Location rules when buying property - NEWS.com.au




For Sale Sign


Avoid making investment property choices based on personal preference about where you would like to live or holiday. Source: Leader




HOW do you choose the right location to invest in real estate?



Your choice of location for any residential property investment will generally hinge on personal finances and the level of risk you are willing to shoulder.


Here are some things to consider once you have worked out how much you can afford to spend.


Economic basics: Look for areas with good prospects. Promising signs include strong population growth, investment in local industry, job openings, new supermarkets and chain stores. Vacancy rates can be a guide to good areas. Low vacancy often means there's strong economic growth and development is not keeping pace. You can usually hedge against volatility in demand if you buy in a major population centre with many renters.

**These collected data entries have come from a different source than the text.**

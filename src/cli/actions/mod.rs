pub mod server;

use secrecy::SecretString;

/// Actions the CLI dispatches to.
#[derive(Debug)]
pub enum Action {
    Server {
        port: u16,
        dsn: String,
        domain: String,
        recaptcha_secret: SecretString,
        session_ttl: i64,
    },
}
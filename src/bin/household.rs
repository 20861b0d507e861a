use anyhow::Result;
use household::cli::{actions, actions::Action, start};

// Main function
#[tokio::main]
async fn main() -> Result<()> {
    // Start the program
    let action = start()?;

    // Handle the action
    match action {
        Action::Server { .. } => actions::server::handle(action).await?,
    }

    Ok(())
}
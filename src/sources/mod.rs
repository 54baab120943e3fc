//! Static registry of supported marketplaces.
//!
//! Each entry carries everything the pipeline needs to harvest one source:
//! the search page to render, a regex recognising that source's listing
//! detail URLs, and the city list used when a listing's location cannot be
//! recovered from the page text.

/// Configuration for one marketplace.
#[derive(Debug, Clone, Copy)]
pub struct SourceConfig {
    pub name: &'static str,
    pub search_url: &'static str,
    pub country: &'static str,
    pub base_url: &'static str,
    /// Matches a listing detail-page URL on this source.
    pub listing_url_pattern: &'static str,
    pub cities: &'static [&'static str],
}

static SOURCES: &[SourceConfig] = &[
    SourceConfig {
        name: "autoplius",
        search_url: "https://autoplius.lt/skelbimai/naudoti-automobiliai",
        country: "LT",
        base_url: "https://autoplius.lt",
        listing_url_pattern: r"autoplius\.lt/skelbimai/[\w-]+-\d+\.html",
        cities: &["Vilnius", "Kaunas", "Klaipėda", "Šiauliai", "Panevėžys"],
    },
    SourceConfig {
        name: "autogidas",
        search_url: "https://autogidas.lt/skelbimai/automobiliai",
        country: "LT",
        base_url: "https://autogidas.lt",
        listing_url_pattern: r"autogidas\.lt/skelbimas/[\w-]+\.html",
        cities: &["Vilnius", "Kaunas", "Klaipėda", "Alytus", "Marijampolė"],
    },
    SourceConfig {
        name: "mobile_de",
        search_url: "https://suchen.mobile.de/fahrzeuge/search.html?isSearchRequest=true&vc=Car",
        country: "DE",
        base_url: "https://suchen.mobile.de",
        listing_url_pattern: r"suchen\.mobile\.de/fahrzeuge/details\.html\?id=\d+",
        cities: &["Berlin", "Hamburg", "München", "Köln", "Frankfurt", "Stuttgart"],
    },
    SourceConfig {
        name: "otomoto",
        search_url: "https://otomoto.pl/osobowe",
        country: "PL",
        base_url: "https://otomoto.pl",
        listing_url_pattern: r"otomoto\.pl/osobowe/oferta/[\w-]+\.html",
        cities: &["Warszawa", "Kraków", "Gdańsk", "Wrocław", "Poznań"],
    },
    SourceConfig {
        name: "autoscout24",
        search_url: "https://autoscout24.de/lst?sort=age&desc=1",
        country: "DE",
        base_url: "https://autoscout24.de",
        listing_url_pattern: r"autoscout24\.[a-z]+/angebote/[\w-]+",
        cities: &["Berlin", "Hamburg", "Dresden", "Leipzig", "Hannover"],
    },
];

/// Look up a source by id. Unknown ids are a caller error.
pub fn config_for(source_id: &str) -> Option<&'static SourceConfig> {
    SOURCES.iter().find(|s| s.name == source_id)
}

pub fn all() -> impl Iterator<Item = &'static SourceConfig> {
    SOURCES.iter()
}

#[cfg(test)]
mod tests {
    use super::*;
    use regex::Regex;

    #[test]
    fn known_source_resolves() {
        let cfg = config_for("autoplius").unwrap();
        assert_eq!(cfg.country, "LT");
        assert!(!cfg.cities.is_empty());
    }

    #[test]
    fn unknown_source_is_none() {
        assert!(config_for("craigslist").is_none());
    }

    #[test]
    fn listing_patterns_compile_and_match() {
        for src in all() {
            let re = Regex::new(src.listing_url_pattern).unwrap();
            // Every pattern must reference its own host.
            assert!(
                src.listing_url_pattern.contains('\\'),
                "{} pattern looks unescaped",
                src.name
            );
            if src.name == "autoplius" {
                assert!(re.is_match("https://autoplius.lt/skelbimai/bmw-320d-12345678.html"));
                assert!(!re.is_match("https://autoplius.lt/naujienos/straipsnis.html"));
            }
        }
    }
}
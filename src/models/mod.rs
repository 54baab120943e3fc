use chrono::NaiveDateTime;
use serde::{Deserialize, Serialize};

// ── Listing ───────────────────────────────────────────────────────────────────

#[derive(Debug, Clone, Serialize, Deserialize, PartialEq)]
pub struct ListingRecord {
    /// Unique per source — together with `source` this is the upsert key.
    pub external_id: String,
    pub title: String,
    pub brand: String,
    pub model: String,
    pub year: i32,
    /// Whole euro.
    pub price: i64,
    /// Kilometres.
    pub mileage: Option<i64>,
    pub fuel_type: Option<String>,
    pub transmission: Option<String>,
    pub location: Option<String>,
    pub country: String,
    pub source: String,
    pub source_url: String,
    pub listing_url: Option<String>,
    pub image_url: Option<String>,
    pub scraped_at: NaiveDateTime,
}

// ── Source status ─────────────────────────────────────────────────────────────

#[derive(Debug, Clone, Copy, PartialEq, Eq, Serialize, Deserialize)]
#[serde(rename_all = "snake_case")]
pub enum ScrapeStatus {
    Idle,
    Scraping,
    Completed,
    Error,
}

impl ScrapeStatus {
    pub fn as_str(&self) -> &'static str {
        match self {
            ScrapeStatus::Idle => "idle",
            ScrapeStatus::Scraping => "scraping",
            ScrapeStatus::Completed => "completed",
            ScrapeStatus::Error => "error",
        }
    }

    pub fn parse(s: &str) -> Self {
        match s {
            "scraping" => ScrapeStatus::Scraping,
            "completed" => ScrapeStatus::Completed,
            "error" => ScrapeStatus::Error,
            _ => ScrapeStatus::Idle,
        }
    }
}

/// One row per source; written on every scrape attempt, never deleted.
#[derive(Debug, Clone, Serialize, Deserialize, PartialEq)]
pub struct SourceStatus {
    pub source: String,
    pub status: ScrapeStatus,
    pub last_scraped_at: Option<NaiveDateTime>,
    pub last_listing_count: Option<i64>,
    pub last_error: Option<String>,
    pub updated_at: NaiveDateTime,
}

// ── Fetched page ──────────────────────────────────────────────────────────────

/// What the scraping API hands back for one rendered page.
#[derive(Debug, Clone, Default)]
pub struct FetchedPage {
    pub markdown: String,
    pub html: String,
    pub links: Vec<String>,
}

// ── Refresh response (external interface) ─────────────────────────────────────

#[derive(Debug, Clone, Serialize, Deserialize)]
pub struct RefreshResponse {
    pub success: bool,
    #[serde(skip_serializing_if = "Option::is_none")]
    pub data: Option<Vec<ListingRecord>>,
    #[serde(skip_serializing_if = "Option::is_none")]
    pub cached: Option<bool>,
    #[serde(skip_serializing_if = "Option::is_none")]
    pub error: Option<String>,
}

impl RefreshResponse {
    pub fn ok(data: Vec<ListingRecord>, cached: bool) -> Self {
        Self {
            success: true,
            data: Some(data),
            cached: Some(cached),
            error: None,
        }
    }

    pub fn err(message: impl Into<String>) -> Self {
        Self {
            success: false,
            data: None,
            cached: None,
            error: Some(message.into()),
        }
    }
}
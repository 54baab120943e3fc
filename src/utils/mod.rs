//! CLI helpers: wall-clock timing for refresh runs and price/count
//! formatting for the listings and stats tables.

use std::time::Instant;
use tracing::info;

/// Logs how long a named phase took when dropped.
pub struct Stopwatch {
    label: String,
    started: Instant,
}

impl Stopwatch {
    pub fn begin(label: impl Into<String>) -> Self {
        Self {
            label: label.into(),
            started: Instant::now(),
        }
    }
}

impl Drop for Stopwatch {
    fn drop(&mut self) {
        info!("{} finished in {:.2?}", self.label, self.started.elapsed());
    }
}

/// Thousands-grouped count for table output: 1234567 → "1,234,567".
pub fn fmt_count(n: i64) -> String {
    let digits: Vec<char> = n.abs().to_string().chars().collect();
    let mut out = String::with_capacity(digits.len() + digits.len() / 3 + 1);
    for (i, ch) in digits.iter().enumerate() {
        if i > 0 && (digits.len() - i) % 3 == 0 {
            out.push(',');
        }
        out.push(*ch);
    }
    if n < 0 {
        out.insert(0, '-');
    }
    out
}

/// Listing price the way the marketplaces print it: 24500 → "24,500 €".
pub fn fmt_price(price: i64) -> String {
    format!("{} €", fmt_count(price))
}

Renter convenience: Your future tenants will want good transportation links and access to schools, universities, shopping, dining, medical facilities and local amenities. Convenience for tenants will keep demand high.


Emotional baggage: Think like a tenant. Avoid making choices based on personal preference about where you would like to live or holiday. Consider the average income for the neighbourhood and rental affordability for those who live in the area.


Vision: What you see today might be a very different proposition tomorrow. Be wary of developments with similar offerings as they may be rental or sales competition. As Apple's late Steve Jobs would say, think differently. A unique property can boost your marketability, yield and long-term gains.


Diversity: If you live in Newcastle and invested there your home and investment properties would be exposed to the same economic swings. Manage your risk by putting your eggs in separate baskets. Land taxes and stamp duty are another incentive to diversify. Most state and territory governments base land taxes on the cumulative value of unimproved land other than your principal place of residence. Land tax on investment properties can generally be minimised or eliminated by dividing your holdings between states and territories to stay below their given thresholds. Stamp duty varies significantly from state-to-state so it pays to sit down and do your maths.


Property management: Buy where you know you can hire a great property manager if you can't commit to doing it yourself. The best property in the best location can collapse under the weight of poor management and maintenance.